Сен-Фон счел нужным отложить самое главное до тех пор, пока мы не разделаемся с другой парой. Первых двоих увели и бросили в угол и ввели следующих. Дельное и Фелисити подверглись тем же издевательствам с той, однако, разницей, что мы поменяли их роли: вместо того, чтобы заставить любовника выпороть свою возлюбленную, мы принудили к этому девушку; аргументами вновь были угрозы жестоких пыток, и, как и в первом случае, мы встретили серьезное сопротивление. Фелисити, премиленькое создание двадцати лет, была не столь красива, как ее сестра, но также безупречно сложена, и глаза ее были чрезвычайно выразительны; она проявила незаурядный характер – оказалась более строптива, нежели сестра, однако Дельное был не таким стойким, как Дормон. Как бы то ни было, совершив содомию со второй девушкой, наш каннибал, сам того не ожидая, сбросил семя в изящный зад Дельноса, немилосердно царапая при этом прекрасные груди Фелисити.

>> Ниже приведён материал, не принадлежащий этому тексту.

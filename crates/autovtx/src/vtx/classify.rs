//! Classification of an edge pair.
//!
//! Phases run in order and the first exit wins:
//! 1. shared vertex → `Degenerate` (no floating point touched),
//! 2. closest-approach midpoint and per-edge membership,
//! 3. neither edge contains the point and the lines miss → `NotCoplanar`.

use std::fmt;

use crate::geom3::{point_on_segment, Approach, ClosedForm, LineLineNearest, Point3};

use super::types::Edge;

/// Outcome of `classify_edge_pair`.
#[derive(Clone, Copy, Debug, PartialEq)]
pub enum Intersection {
    /// The edges share at least one vertex; classification was skipped.
    Degenerate,
    /// The lines are skew and the closest-approach point lies on neither edge.
    NotCoplanar,
    /// Intersection (or closest-approach) point with per-edge membership.
    Classified {
        point: Point3,
        on_segment1: bool,
        on_segment2: bool,
    },
}

impl Intersection {
    #[inline]
    pub fn point(&self) -> Option<Point3> {
        match *self {
            Intersection::Classified { point, .. } => Some(point),
            _ => None,
        }
    }

    /// Per input slot, the edge id when that edge's segment contains the point.
    pub fn intersecting_edges<E: Copy>(&self, id1: E, id2: E) -> [Option<E>; 2] {
        match *self {
            Intersection::Classified {
                on_segment1,
                on_segment2,
                ..
            } => [on_segment1.then_some(id1), on_segment2.then_some(id2)],
            _ => [None, None],
        }
    }
}

/// Errors surfaced by the classifier.
#[derive(Clone, Copy, Debug, PartialEq, Eq)]
pub enum ClassifyError {
    /// Parallel or collinear lines: no unique closest-approach point exists.
    UndefinedGeometry,
    /// Input edge (1 or 2) has coincident endpoints.
    ZeroLengthEdge { edge: u8 },
}

impl fmt::Display for ClassifyError {
    fn fmt(&self, f: &mut fmt::Formatter<'_>) -> fmt::Result {
        match self {
            ClassifyError::UndefinedGeometry => {
                write!(f, "lines are parallel or collinear (no unique intersection)")
            }
            ClassifyError::ZeroLengthEdge { edge } => {
                write!(f, "edge {edge} has zero length")
            }
        }
    }
}

impl std::error::Error for ClassifyError {}

/// Classify two edges with the default closed-form nearest-points primitive.
pub fn classify_edge_pair<V, E>(
    edge1: &Edge<V, E>,
    edge2: &Edge<V, E>,
) -> Result<Intersection, ClassifyError>
where
    V: Copy + Eq,
{
    classify_edge_pair_with(&ClosedForm, edge1, edge2)
}

/// Classify two edges using an injected nearest-points primitive.
pub fn classify_edge_pair_with<L, V, E>(
    prim: &L,
    edge1: &Edge<V, E>,
    edge2: &Edge<V, E>,
) -> Result<Intersection, ClassifyError>
where
    L: LineLineNearest + ?Sized,
    V: Copy + Eq,
{
    if shares_vertex(&edge1.verts, &edge2.verts) {
        return Ok(Intersection::Degenerate);
    }
    if edge1.seg.is_zero_length() {
        return Err(ClassifyError::ZeroLengthEdge { edge: 1 });
    }
    if edge2.seg.is_zero_length() {
        return Err(ClassifyError::ZeroLengthEdge { edge: 2 });
    }

    let approach =
        Approach::compute(prim, &edge1.seg, &edge2.seg).ok_or(ClassifyError::UndefinedGeometry)?;
    let point = approach.midpoint();
    let on_segment1 = point_on_segment(point, &edge1.seg);
    let on_segment2 = point_on_segment(point, &edge2.seg);

    if !on_segment1 && !on_segment2 && !approach.is_coplanar() {
        return Ok(Intersection::NotCoplanar);
    }
    Ok(Intersection::Classified {
        point,
        on_segment1,
        on_segment2,
    })
}

/// Fewer than four distinct identities among the four endpoints.
///
/// An edge whose own two vertices coincide also counts.
#[inline]
fn shares_vertex<V: Copy + Eq>(v1: &[V; 2], v2: &[V; 2]) -> bool {
    let all = [v1[0], v1[1], v2[0], v2[1]];
    (0..4).any(|i| (i + 1..4).any(|j| all[i] == all[j]))
}

#[cfg(test)]
mod tests {
    use super::shares_vertex;

    #[test]
    fn shares_vertex_counts_distinct_ids() {
        assert!(!shares_vertex(&[0, 1], &[2, 3]));
        assert!(shares_vertex(&[0, 1], &[1, 3]));
        assert!(shares_vertex(&[0, 1], &[3, 0]));
        assert!(shares_vertex(&[0, 1], &[0, 1]));
        // Repeated vertex inside one edge.
        assert!(shares_vertex(&[4, 4], &[2, 3]));
        assert!(shares_vertex(&[0, 1], &[7, 7]));
    }
}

После чего, устроившись между Клервиль, которая сократировала его искусственным членом, и мною, которая его возбуждала руками, он, не сводя глаз со связанных несчастных, обсуждал с нами окончательную их участь.

– Мне назначено свыше быть злым гением этой семьи, – говорил он, энергично растирая свои чресла. – Трое сложили головы в этом доме, двух других я раздавил в их собственном, еще один отравлен мною в Бастилии, и шансы этих четверых на спасение кажутся мне ничтожными. Вам не понять, как я люблю такие вот арифметические подсчеты. Говорят, что Тиберий подводил итог своим деяниям каждый вечер, да и чем стало бы злодейство без сладостных воспоминаний? Ах, Клервиль, куда же ведут нас наши страсти? Скажите, мой ангел, ведь у вас светлый ум, скажите, сколько раз вы кончили за свою жизнь, чтобы я знал ваше мудрое мнение на сей предмет?

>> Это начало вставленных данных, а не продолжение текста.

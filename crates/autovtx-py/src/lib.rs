//! PyO3 bindings for the `autovtx` classifier.
//!
//! Notes
//! - Keep bindings thin and predictable: tuples in, tuples and strings out.
//!   The host add-on owns selection polling, warnings, and mesh edits.
//! - Vertex and edge ids are the host's integer indices.

use pyo3::prelude::*;

mod classify;
mod common;

#[pymodule]
fn autovtx_native(_py: Python, m: &PyModule) -> PyResult<()> {
    m.add("VTX_PRECISION", autovtx::VTX_PRECISION)?;
    m.add("VERSION", autovtx::VERSION)?;
    classify::register(m)?;
    Ok(())
}
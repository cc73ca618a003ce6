use anyhow::{bail, Result};
use autovtx::api::{EdgePair, Segment};
use autovtx::Edge;
use clap::{Parser, Subcommand};
use tracing_subscriber::fmt::SubscriberBuilder;

mod batch;
mod outcome;
mod provenance;

use outcome::Outcome;

#[derive(Parser)]
#[command(name = "vtx")]
#[command(about = "Classify edge pairs for weld/slice/extend")]
struct Cmd {
    #[command(subcommand)]
    action: Action,
}

#[derive(Subcommand)]
enum Action {
    /// Classify one edge pair and print the result as JSON
    Classify {
        /// First edge as `x,y,z:x,y,z`
        #[arg(long, value_parser = parse_segment, allow_hyphen_values = true)]
        edge1: Segment,
        /// Second edge as `x,y,z:x,y,z`
        #[arg(long, value_parser = parse_segment, allow_hyphen_values = true)]
        edge2: Segment,
        /// Vertex ids of edge1 then edge2 (four values)
        #[arg(long, value_delimiter = ',', default_values_t = [0u64, 1, 2, 3])]
        verts: Vec<u64>,
        /// Edge ids reported back for edge1 and edge2
        #[arg(long, value_delimiter = ',', default_values_t = [0u64, 1])]
        ids: Vec<u64>,
    },
    /// Classify every row of a CSV and write JSON results plus a provenance sidecar
    Batch {
        #[arg(long)]
        input: String,
        #[arg(long)]
        out: String,
    },
    /// Print a small provenance JSON block
    Report,
}

fn main() -> Result<()> {
    SubscriberBuilder::default().with_target(false).init();
    let cmd = Cmd::parse();
    match cmd.action {
        Action::Classify {
            edge1,
            edge2,
            verts,
            ids,
        } => classify(edge1, edge2, verts, ids),
        Action::Batch { input, out } => batch::run(&input, &out).map(|_| ()),
        Action::Report => report(),
    }
}

fn classify(edge1: Segment, edge2: Segment, verts: Vec<u64>, ids: Vec<u64>) -> Result<()> {
    let (&[v0, v1, v2, v3], &[id1, id2]) = (verts.as_slice(), ids.as_slice()) else {
        bail!("expected 4 vertex ids and 2 edge ids, got {verts:?} and {ids:?}");
    };
    let pair = EdgePair::new(
        Edge::new(id1, [v0, v1], edge1),
        Edge::new(id2, [v2, v3], edge2),
    );
    let outcome = Outcome::evaluate(&pair);
    outcome.log();
    println!("{}", serde_json::to_string_pretty(&outcome)?);
    Ok(())
}

fn report() -> Result<()> {
    let obj = serde_json::json!({
        "code_rev": provenance::current_git_rev(),
        "version": autovtx::VERSION,
        "tolerance": autovtx::VTX_PRECISION,
        "params": {},
        "outputs": []
    });
    println!("{}", serde_json::to_string_pretty(&obj)?);
    Ok(())
}

/// Parse `x,y,z:x,y,z` into a segment.
fn parse_segment(s: &str) -> Result<Segment, String> {
    let (a, b) = s
        .split_once(':')
        .ok_or_else(|| format!("expected `x,y,z:x,y,z`, got `{s}`"))?;
    Ok(Segment::from_coords(parse_point(a)?, parse_point(b)?))
}

fn parse_point(s: &str) -> Result<[f64; 3], String> {
    let parts = s
        .split(',')
        .map(|p| p.trim().parse::<f64>().map_err(|e| format!("`{p}`: {e}")))
        .collect::<Result<Vec<_>, _>>()?;
    match parts.as_slice() {
        &[x, y, z] => Ok([x, y, z]),
        _ => Err(format!("expected 3 coordinates, got `{s}`")),
    }
}

#[cfg(test)]
mod tests {
    use super::*;

    #[test]
    fn parse_segment_accepts_negative_coordinates() {
        let s = parse_segment("-1,0,0.5:1, 2,-3").unwrap();
        assert_eq!(s, Segment::from_coords([-1.0, 0.0, 0.5], [1.0, 2.0, -3.0]));
    }

    #[test]
    fn parse_segment_rejects_malformed_input() {
        assert!(parse_segment("1,2,3").is_err());
        assert!(parse_segment("1,2:3,4,5").is_err());
        assert!(parse_segment("1,2,x:3,4,5").is_err());
    }

    #[test]
    fn cli_parses_classify_args() {
        let cmd = Cmd::try_parse_from([
            "vtx",
            "classify",
            "--edge1",
            "-1,0,0:1,0,0",
            "--edge2",
            "0,-1,0:0,1,0",
            "--verts",
            "4,5,6,7",
        ])
        .unwrap();
        match cmd.action {
            Action::Classify { verts, ids, .. } => {
                assert_eq!(verts, vec![4, 5, 6, 7]);
                assert_eq!(ids, vec![0, 1]);
            }
            _ => panic!("expected classify"),
        }
    }
}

– Клянусь своей спермой, – отвечала она, – я не люблю болтать – я предпочитаю делать дело. В моих жилах течет яд, кипящая кислота, какая-то дьявольская смесь, мой мозг неизлечимо, болен; я требую ужасов! Я должна творить их ежеминутно!

– В таком случае давайте окунемся в них, ибо предложение ваше совпадает с моим настроением, – сказал Сен-Фон. – Меня снова возбуждают эти две парочки, и то, что я хотел бы с ними сделать, превосходит мое воображение. Правда, я пребываю в нерешительности относительно конкретных деталей.